Problem to solve » Sort through the material below and copy each line with "collect".

Listed entries »
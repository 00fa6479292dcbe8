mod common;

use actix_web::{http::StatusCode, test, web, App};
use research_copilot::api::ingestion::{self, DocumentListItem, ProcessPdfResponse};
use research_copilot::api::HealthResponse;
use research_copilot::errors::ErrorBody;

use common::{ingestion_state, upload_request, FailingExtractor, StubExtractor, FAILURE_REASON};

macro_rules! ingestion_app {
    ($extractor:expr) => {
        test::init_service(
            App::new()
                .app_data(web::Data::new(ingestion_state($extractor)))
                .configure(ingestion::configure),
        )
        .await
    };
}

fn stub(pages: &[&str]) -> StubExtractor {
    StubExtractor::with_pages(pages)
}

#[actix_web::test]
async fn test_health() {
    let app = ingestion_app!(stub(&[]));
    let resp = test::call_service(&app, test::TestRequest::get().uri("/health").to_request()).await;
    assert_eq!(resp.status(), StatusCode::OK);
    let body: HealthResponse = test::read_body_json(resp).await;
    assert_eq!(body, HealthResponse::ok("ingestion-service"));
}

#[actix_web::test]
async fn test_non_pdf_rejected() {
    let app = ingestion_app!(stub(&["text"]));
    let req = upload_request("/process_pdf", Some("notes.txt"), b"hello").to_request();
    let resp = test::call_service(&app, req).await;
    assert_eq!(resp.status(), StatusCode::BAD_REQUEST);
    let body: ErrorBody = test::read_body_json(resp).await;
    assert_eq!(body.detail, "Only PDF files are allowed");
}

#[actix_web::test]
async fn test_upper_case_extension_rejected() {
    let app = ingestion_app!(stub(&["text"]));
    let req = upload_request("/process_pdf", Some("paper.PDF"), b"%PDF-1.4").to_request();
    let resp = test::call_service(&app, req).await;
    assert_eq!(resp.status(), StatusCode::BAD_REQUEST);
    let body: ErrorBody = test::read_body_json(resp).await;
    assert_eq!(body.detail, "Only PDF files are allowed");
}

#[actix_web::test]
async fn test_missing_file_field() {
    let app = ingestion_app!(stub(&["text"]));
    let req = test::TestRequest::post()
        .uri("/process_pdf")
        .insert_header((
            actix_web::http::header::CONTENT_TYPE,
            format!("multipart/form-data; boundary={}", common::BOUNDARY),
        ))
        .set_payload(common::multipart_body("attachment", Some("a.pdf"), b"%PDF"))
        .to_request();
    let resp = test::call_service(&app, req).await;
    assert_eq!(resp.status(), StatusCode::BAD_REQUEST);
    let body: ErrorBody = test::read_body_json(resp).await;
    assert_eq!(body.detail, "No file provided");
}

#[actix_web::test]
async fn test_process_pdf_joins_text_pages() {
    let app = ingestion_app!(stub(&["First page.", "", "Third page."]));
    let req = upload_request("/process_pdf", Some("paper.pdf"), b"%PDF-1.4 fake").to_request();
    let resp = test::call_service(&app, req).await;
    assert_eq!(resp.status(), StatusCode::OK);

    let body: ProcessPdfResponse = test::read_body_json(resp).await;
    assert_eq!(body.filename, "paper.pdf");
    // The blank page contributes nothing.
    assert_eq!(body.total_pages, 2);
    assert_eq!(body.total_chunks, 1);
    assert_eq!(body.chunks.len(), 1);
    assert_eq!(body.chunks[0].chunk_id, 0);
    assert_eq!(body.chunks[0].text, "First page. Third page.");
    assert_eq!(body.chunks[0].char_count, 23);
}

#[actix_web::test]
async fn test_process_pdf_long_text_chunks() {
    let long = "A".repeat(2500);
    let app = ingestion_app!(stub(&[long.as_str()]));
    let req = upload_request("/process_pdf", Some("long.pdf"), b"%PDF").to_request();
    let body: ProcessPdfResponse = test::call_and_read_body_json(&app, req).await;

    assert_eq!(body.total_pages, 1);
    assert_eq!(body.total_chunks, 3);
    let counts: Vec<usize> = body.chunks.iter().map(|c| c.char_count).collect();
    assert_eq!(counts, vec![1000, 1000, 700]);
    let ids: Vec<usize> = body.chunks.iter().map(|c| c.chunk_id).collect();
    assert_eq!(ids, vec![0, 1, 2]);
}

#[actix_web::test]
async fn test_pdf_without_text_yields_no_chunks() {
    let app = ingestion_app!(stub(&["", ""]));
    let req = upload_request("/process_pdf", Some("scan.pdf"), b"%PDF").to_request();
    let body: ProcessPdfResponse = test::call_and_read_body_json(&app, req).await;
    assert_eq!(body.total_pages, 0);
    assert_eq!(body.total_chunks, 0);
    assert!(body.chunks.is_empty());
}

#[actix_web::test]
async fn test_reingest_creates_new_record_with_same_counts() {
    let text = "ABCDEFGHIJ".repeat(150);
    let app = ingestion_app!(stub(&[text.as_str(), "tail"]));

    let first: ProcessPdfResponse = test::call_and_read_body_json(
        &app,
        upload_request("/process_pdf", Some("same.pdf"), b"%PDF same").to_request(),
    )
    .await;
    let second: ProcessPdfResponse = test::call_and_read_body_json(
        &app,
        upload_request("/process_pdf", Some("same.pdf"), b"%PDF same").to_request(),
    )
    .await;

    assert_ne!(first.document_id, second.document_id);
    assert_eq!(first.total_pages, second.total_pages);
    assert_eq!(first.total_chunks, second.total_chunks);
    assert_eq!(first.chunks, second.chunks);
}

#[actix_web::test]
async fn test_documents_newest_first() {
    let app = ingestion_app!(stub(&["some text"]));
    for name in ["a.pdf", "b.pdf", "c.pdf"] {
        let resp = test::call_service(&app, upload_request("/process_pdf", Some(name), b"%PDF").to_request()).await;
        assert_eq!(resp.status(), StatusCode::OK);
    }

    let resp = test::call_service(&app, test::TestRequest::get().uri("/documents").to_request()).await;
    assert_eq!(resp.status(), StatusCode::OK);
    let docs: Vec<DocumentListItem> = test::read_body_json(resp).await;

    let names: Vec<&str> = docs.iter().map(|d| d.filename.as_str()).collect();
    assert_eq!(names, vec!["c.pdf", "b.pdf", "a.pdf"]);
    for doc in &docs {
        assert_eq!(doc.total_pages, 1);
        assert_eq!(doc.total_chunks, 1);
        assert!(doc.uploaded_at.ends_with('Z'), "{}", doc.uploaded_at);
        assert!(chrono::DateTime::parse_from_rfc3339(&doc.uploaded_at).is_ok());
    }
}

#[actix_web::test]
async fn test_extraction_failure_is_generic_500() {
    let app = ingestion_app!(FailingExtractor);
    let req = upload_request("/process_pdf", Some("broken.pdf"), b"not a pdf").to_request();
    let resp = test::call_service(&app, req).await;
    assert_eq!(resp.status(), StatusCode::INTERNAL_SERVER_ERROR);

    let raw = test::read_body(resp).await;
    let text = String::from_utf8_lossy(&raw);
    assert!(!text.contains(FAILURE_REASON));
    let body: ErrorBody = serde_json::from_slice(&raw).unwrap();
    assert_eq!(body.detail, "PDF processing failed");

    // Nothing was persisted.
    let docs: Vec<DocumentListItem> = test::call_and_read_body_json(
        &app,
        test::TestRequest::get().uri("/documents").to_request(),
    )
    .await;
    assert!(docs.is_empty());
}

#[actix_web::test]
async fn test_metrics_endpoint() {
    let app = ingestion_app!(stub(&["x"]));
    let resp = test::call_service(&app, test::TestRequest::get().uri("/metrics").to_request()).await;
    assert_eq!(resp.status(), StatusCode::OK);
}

Task solution »
    let counts: Vec<usize> = body.chunks.iter().map(|c| c.char_count).collect();
    let ids: Vec<usize> = body.chunks.iter().map(|c| c.chunk_id).collect();
    let names: Vec<&str> = docs.iter().map(|d| d.filename.as_str()).collect();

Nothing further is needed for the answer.